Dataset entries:
▼▼▼
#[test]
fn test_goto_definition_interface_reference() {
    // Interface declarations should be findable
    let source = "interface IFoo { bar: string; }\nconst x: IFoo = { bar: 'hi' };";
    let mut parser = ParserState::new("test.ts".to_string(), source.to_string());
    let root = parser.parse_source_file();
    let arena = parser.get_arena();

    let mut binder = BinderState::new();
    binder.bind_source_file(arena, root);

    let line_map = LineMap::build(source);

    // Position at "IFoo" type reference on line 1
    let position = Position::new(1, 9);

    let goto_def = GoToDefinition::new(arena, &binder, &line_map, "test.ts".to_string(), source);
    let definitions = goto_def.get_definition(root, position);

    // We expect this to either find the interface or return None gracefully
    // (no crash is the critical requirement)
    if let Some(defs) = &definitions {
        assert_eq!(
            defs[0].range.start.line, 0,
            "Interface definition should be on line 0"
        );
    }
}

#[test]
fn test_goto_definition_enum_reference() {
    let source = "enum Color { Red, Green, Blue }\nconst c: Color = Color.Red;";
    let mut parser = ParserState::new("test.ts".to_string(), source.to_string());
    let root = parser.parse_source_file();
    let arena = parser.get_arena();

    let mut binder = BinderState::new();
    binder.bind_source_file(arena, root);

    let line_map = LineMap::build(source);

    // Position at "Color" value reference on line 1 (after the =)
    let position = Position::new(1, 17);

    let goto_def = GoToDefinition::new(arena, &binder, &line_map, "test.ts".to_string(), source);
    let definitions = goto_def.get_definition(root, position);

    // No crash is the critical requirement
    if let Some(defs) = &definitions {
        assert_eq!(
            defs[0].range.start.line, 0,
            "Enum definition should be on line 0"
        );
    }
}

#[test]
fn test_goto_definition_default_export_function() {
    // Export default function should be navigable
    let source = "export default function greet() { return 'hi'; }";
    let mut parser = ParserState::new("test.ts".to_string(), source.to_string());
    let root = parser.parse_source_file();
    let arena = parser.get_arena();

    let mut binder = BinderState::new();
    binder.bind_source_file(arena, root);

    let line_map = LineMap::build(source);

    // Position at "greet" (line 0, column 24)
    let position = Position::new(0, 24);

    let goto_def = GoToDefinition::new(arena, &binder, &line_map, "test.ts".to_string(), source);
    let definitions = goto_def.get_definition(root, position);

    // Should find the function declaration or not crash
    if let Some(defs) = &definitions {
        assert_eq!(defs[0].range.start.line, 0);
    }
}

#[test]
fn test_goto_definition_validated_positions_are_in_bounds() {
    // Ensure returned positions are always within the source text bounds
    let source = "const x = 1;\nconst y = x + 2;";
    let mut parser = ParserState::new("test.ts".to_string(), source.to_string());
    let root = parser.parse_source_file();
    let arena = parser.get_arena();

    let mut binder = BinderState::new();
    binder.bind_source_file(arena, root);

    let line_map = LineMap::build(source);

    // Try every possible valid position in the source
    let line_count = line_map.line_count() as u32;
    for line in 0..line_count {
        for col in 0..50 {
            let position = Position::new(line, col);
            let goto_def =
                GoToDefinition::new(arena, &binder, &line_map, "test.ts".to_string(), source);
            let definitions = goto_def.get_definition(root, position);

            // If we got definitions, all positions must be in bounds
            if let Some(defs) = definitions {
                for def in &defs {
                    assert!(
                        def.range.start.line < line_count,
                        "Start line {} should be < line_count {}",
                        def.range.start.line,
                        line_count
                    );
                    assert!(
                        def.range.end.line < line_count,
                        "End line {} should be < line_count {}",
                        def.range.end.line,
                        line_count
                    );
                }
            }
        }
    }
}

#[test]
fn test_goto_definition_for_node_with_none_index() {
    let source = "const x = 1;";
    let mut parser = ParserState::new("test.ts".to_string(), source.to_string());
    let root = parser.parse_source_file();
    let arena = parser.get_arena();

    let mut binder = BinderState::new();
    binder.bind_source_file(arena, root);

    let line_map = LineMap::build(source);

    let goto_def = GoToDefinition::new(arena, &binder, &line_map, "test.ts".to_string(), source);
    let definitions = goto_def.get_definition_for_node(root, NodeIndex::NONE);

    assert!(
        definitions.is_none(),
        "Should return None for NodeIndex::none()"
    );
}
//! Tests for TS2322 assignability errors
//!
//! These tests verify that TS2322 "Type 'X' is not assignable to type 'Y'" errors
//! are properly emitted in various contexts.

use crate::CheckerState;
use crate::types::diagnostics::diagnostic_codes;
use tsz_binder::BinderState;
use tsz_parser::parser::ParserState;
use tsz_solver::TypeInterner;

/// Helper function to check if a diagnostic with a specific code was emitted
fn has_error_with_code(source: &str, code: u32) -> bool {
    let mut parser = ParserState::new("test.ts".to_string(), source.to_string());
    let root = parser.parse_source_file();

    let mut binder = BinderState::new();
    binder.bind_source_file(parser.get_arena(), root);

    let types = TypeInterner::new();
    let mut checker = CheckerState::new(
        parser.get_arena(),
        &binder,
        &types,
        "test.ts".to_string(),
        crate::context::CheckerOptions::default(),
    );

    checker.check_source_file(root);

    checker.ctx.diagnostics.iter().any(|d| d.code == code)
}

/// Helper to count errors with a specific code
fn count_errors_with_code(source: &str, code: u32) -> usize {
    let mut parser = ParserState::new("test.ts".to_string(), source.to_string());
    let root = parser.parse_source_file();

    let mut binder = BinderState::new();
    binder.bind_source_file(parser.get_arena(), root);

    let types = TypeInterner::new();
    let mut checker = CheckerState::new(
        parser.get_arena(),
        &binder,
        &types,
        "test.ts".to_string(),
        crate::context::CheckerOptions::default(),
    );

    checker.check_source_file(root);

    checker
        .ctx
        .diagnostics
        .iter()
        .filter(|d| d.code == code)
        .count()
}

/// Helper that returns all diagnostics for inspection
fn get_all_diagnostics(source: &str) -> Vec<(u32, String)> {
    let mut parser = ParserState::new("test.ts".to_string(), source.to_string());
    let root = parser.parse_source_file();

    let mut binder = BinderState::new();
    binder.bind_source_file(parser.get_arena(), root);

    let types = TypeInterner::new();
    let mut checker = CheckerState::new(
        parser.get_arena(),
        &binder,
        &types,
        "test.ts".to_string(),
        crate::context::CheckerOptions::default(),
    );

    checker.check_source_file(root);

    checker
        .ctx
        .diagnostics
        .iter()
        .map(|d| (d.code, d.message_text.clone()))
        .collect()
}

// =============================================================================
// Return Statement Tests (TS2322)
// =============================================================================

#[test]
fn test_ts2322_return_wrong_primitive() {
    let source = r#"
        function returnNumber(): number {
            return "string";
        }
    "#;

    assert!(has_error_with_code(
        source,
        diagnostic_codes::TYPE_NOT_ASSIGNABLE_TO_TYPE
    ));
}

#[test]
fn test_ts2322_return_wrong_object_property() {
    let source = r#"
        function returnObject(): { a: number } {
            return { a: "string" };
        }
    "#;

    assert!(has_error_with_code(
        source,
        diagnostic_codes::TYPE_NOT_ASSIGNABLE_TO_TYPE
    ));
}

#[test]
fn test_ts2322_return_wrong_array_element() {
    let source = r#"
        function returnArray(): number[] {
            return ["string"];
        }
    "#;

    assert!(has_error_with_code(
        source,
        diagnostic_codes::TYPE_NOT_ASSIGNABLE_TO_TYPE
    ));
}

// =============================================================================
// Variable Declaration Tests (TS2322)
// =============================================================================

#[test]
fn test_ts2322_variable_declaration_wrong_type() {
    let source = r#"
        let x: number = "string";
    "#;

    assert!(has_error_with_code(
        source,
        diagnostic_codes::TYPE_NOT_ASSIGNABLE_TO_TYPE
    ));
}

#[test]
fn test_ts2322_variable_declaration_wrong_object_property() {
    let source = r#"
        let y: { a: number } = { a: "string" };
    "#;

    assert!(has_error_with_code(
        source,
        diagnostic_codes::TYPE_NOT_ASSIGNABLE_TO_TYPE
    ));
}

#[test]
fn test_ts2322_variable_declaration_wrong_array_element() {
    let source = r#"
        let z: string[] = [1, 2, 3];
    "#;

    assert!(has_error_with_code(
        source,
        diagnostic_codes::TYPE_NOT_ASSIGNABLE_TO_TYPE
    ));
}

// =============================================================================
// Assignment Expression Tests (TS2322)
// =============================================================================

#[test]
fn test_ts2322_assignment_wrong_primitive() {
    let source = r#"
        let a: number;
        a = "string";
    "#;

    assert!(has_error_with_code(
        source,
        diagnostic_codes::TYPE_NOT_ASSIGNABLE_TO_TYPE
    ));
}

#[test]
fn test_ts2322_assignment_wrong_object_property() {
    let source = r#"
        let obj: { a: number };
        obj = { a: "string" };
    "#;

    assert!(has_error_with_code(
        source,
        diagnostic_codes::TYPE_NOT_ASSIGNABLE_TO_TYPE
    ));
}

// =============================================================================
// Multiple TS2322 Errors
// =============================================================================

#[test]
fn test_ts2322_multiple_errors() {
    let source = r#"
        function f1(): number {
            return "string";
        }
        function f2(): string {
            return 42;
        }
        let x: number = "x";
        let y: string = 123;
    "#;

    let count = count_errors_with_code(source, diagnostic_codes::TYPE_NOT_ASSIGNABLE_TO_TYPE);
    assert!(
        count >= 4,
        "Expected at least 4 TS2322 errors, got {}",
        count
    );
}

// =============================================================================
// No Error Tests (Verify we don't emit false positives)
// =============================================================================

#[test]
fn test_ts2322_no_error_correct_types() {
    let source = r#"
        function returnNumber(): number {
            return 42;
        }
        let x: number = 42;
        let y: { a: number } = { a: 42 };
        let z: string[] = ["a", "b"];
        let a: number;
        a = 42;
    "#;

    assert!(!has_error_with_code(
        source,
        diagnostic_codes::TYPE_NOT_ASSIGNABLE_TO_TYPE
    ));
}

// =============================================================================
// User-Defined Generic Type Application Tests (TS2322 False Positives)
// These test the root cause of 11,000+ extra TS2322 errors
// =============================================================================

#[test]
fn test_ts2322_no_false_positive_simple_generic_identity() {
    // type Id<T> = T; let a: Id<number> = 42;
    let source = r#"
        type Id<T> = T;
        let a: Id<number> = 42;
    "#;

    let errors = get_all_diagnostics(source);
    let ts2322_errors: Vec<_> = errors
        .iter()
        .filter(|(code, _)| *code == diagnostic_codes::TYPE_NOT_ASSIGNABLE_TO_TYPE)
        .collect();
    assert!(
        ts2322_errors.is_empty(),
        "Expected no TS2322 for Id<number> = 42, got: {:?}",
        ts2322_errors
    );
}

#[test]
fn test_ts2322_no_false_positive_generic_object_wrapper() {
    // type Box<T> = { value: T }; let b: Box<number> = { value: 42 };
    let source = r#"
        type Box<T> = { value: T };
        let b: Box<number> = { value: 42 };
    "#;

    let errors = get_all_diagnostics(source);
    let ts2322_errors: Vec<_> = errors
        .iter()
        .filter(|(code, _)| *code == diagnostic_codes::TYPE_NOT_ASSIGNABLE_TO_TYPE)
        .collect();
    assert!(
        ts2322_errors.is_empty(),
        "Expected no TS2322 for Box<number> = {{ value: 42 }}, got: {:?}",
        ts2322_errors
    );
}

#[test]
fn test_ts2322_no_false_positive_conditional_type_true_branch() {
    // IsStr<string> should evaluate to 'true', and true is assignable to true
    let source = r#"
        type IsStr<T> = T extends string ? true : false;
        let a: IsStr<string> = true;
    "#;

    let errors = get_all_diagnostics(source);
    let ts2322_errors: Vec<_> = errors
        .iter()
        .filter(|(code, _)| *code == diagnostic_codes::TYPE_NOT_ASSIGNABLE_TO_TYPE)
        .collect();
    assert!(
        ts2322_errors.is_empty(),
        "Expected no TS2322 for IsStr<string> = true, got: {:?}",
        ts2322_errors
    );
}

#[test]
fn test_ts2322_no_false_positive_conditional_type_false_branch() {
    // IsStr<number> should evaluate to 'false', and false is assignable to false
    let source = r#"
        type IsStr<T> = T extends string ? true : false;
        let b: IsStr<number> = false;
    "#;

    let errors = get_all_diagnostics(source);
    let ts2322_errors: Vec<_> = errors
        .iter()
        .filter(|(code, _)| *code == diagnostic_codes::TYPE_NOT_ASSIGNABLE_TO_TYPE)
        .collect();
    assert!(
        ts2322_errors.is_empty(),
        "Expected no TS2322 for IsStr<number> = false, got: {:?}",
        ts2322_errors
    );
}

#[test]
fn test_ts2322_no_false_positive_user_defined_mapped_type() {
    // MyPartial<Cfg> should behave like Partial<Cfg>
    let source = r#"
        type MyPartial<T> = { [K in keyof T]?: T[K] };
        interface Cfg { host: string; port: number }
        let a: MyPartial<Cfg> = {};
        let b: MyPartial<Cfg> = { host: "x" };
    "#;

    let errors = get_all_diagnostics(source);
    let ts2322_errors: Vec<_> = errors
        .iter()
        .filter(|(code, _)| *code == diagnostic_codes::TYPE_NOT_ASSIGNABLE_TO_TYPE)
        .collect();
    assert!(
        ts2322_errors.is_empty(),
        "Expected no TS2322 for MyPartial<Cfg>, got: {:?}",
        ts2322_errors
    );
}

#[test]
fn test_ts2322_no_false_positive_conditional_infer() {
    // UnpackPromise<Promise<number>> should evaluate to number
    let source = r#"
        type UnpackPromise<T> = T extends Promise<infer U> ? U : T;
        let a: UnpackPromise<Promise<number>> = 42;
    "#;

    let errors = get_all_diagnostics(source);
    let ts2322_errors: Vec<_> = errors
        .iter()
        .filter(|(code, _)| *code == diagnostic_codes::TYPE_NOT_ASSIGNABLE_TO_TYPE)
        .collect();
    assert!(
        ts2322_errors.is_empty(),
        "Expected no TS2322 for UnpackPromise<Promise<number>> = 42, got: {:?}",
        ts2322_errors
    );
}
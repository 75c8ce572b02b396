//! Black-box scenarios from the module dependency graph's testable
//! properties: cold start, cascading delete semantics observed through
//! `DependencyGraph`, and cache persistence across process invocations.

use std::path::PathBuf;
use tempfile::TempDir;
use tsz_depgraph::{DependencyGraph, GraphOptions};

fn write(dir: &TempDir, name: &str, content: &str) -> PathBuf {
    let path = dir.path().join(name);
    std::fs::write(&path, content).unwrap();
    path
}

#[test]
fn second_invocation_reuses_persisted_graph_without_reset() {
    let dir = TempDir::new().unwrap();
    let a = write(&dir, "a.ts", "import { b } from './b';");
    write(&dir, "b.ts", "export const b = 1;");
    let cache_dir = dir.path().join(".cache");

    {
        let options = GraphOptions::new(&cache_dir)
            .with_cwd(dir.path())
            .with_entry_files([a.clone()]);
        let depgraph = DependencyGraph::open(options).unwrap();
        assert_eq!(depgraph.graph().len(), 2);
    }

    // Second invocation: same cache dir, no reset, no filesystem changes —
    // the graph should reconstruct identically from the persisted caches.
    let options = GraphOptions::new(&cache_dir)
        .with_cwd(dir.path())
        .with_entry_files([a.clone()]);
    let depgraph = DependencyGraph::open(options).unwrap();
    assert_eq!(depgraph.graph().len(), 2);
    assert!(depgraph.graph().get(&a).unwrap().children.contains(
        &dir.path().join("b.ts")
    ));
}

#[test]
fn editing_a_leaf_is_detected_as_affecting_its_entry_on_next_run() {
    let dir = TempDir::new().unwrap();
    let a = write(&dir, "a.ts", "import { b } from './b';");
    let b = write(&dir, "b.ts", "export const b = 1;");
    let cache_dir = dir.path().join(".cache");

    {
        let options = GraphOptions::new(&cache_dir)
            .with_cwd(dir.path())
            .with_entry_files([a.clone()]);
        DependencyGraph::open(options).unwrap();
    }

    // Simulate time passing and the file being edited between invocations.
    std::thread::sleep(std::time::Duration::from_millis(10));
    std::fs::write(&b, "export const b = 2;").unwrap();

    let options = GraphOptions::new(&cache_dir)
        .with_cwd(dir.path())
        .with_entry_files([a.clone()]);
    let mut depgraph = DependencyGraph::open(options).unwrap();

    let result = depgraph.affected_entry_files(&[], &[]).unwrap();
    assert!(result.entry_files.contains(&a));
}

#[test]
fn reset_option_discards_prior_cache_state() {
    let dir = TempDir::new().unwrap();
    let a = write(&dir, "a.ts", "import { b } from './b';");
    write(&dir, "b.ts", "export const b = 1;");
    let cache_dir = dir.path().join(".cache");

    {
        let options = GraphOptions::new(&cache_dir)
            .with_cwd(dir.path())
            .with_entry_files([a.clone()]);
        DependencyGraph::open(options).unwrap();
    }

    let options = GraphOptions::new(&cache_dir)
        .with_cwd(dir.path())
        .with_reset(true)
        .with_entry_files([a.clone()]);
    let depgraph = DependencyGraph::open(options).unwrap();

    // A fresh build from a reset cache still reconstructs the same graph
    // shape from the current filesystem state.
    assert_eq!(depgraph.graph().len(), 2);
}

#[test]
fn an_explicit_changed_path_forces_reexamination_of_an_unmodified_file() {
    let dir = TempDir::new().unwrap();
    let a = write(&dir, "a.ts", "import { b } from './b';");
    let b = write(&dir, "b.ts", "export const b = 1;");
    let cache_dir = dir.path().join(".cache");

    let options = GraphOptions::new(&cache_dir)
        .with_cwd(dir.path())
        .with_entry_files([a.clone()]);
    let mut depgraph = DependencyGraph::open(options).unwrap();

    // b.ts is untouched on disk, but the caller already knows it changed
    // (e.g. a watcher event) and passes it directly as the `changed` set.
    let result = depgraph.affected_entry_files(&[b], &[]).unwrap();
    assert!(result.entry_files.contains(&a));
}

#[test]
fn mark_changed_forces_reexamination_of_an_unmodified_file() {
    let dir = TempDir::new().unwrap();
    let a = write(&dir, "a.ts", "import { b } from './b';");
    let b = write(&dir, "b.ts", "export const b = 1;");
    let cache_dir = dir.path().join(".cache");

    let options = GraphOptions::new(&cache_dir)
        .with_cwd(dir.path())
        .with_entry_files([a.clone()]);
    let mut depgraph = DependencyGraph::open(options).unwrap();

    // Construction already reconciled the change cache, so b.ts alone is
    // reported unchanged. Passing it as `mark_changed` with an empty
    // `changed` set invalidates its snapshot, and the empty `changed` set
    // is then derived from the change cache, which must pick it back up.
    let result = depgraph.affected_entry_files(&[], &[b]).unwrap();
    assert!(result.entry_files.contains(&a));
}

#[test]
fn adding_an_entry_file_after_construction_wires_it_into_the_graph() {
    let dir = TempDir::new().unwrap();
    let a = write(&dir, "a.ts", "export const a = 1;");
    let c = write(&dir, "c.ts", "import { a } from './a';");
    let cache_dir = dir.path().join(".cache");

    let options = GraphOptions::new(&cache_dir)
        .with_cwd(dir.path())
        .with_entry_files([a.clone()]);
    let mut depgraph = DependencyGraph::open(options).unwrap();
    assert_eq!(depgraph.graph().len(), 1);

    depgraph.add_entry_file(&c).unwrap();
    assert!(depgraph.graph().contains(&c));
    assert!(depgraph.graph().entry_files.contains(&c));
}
▲▲▲
> [WHAT THE TASK REQUIRES]: Copy the lines above that hold the word "NodeIndex".

> [ANSWER TO THE PROBLEM]:
    let definitions = goto_def.get_definition_for_node(root, NodeIndex::NONE);
        "Should return None for NodeIndex::none()"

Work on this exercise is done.